[TASK]: I would like the number of lines in the data that contain the word "ResponseHeaders". Please give that number alone.

[PROVIDED DATA]:
-=-=-=-=-

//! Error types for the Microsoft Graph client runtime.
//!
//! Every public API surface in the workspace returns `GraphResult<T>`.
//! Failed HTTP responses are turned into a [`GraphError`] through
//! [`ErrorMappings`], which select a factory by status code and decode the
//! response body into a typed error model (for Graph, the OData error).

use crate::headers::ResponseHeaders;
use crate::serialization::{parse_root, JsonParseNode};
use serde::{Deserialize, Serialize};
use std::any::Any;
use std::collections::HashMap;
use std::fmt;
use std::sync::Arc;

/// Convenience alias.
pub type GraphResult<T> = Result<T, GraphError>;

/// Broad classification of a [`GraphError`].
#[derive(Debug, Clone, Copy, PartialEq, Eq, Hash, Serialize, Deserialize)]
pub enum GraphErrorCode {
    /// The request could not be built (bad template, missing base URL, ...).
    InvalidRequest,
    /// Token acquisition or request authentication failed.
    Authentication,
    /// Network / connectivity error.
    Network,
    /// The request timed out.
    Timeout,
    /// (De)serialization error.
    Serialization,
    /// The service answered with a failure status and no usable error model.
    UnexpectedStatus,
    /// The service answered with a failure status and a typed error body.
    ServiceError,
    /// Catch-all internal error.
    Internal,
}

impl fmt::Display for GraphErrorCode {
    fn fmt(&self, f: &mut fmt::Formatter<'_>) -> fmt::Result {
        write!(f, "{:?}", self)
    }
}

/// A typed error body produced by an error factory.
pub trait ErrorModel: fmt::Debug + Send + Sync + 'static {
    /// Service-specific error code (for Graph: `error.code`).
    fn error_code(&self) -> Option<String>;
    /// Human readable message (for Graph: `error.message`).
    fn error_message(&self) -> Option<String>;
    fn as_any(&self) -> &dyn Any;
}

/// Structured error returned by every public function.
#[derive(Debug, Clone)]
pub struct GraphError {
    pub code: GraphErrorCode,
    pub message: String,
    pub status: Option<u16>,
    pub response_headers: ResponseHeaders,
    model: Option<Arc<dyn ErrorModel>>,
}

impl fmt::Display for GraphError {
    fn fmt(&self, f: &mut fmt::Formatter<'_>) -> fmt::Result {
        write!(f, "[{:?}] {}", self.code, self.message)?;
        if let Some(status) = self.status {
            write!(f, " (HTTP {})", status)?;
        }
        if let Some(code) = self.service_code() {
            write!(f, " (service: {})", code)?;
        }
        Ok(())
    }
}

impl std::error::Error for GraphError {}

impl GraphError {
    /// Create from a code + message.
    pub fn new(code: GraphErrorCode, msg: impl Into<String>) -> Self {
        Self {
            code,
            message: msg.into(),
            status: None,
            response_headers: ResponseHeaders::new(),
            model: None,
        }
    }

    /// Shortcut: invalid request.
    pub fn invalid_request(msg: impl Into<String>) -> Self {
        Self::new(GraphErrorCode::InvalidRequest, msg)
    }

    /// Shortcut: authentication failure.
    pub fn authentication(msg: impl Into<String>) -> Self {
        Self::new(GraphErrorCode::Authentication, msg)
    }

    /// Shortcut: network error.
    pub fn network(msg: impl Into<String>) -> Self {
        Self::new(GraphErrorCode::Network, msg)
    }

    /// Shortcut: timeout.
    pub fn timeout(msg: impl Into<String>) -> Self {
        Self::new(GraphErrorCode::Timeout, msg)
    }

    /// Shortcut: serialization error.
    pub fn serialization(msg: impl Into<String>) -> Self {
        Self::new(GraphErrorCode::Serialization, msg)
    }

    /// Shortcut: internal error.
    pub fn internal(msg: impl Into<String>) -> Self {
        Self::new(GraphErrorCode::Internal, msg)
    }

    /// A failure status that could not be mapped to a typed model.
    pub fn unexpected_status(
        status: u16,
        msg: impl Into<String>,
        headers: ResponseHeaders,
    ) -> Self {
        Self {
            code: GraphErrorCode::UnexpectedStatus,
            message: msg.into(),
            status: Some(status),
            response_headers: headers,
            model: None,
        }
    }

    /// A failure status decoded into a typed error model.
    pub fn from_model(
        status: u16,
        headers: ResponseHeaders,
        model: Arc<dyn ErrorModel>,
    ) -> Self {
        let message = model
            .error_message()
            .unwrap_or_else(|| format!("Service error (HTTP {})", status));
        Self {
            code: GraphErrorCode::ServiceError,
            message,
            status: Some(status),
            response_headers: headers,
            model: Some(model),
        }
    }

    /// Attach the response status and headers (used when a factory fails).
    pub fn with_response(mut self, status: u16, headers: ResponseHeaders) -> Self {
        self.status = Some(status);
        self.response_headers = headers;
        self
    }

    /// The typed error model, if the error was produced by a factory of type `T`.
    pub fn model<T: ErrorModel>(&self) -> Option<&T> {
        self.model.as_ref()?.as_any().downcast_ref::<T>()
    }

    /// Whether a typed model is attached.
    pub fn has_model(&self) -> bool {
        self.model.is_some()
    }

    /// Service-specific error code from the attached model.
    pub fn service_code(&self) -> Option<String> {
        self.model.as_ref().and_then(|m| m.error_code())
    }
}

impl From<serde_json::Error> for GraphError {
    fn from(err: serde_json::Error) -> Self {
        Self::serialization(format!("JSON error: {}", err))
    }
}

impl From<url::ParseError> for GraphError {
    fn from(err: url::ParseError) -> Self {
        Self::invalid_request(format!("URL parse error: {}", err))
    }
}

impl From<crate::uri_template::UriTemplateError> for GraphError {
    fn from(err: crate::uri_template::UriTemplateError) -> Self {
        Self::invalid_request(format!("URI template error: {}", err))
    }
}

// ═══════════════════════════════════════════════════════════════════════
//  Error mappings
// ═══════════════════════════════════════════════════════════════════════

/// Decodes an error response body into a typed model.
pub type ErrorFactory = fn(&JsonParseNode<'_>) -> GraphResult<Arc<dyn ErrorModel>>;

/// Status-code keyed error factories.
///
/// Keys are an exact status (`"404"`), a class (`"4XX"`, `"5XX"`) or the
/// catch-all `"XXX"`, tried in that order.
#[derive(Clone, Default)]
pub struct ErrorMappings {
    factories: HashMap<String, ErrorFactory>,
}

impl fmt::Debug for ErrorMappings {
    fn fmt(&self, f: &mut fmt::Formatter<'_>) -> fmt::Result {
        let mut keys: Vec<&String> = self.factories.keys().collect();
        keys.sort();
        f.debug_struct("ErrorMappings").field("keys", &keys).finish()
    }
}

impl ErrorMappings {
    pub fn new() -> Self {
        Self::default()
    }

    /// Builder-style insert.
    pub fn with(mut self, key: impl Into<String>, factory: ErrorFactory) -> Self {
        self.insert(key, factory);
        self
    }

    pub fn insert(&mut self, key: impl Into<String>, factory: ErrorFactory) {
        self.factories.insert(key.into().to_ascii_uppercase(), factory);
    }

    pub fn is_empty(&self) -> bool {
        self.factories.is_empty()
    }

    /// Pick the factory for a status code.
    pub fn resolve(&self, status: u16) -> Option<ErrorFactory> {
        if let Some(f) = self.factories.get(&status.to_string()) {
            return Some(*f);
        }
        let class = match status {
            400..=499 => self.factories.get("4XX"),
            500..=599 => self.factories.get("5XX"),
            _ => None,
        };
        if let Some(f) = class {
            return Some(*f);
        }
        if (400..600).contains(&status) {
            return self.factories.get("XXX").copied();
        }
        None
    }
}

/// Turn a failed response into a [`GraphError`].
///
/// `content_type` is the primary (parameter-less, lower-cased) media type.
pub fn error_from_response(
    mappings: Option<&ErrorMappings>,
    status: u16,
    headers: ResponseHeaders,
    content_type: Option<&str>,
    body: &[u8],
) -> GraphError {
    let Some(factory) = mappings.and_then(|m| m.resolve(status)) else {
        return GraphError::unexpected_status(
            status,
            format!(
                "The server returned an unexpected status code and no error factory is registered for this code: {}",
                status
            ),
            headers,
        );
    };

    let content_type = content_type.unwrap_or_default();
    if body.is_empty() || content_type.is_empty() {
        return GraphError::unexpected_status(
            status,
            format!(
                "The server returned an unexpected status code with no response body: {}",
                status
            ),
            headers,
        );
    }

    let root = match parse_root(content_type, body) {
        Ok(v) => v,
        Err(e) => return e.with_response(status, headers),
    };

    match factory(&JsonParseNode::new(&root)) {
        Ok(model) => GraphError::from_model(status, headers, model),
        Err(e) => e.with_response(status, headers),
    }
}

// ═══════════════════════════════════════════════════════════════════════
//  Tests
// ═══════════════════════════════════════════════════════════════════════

-=-=-=-=-

[RESPONSE TO THE EXERCISE]: 7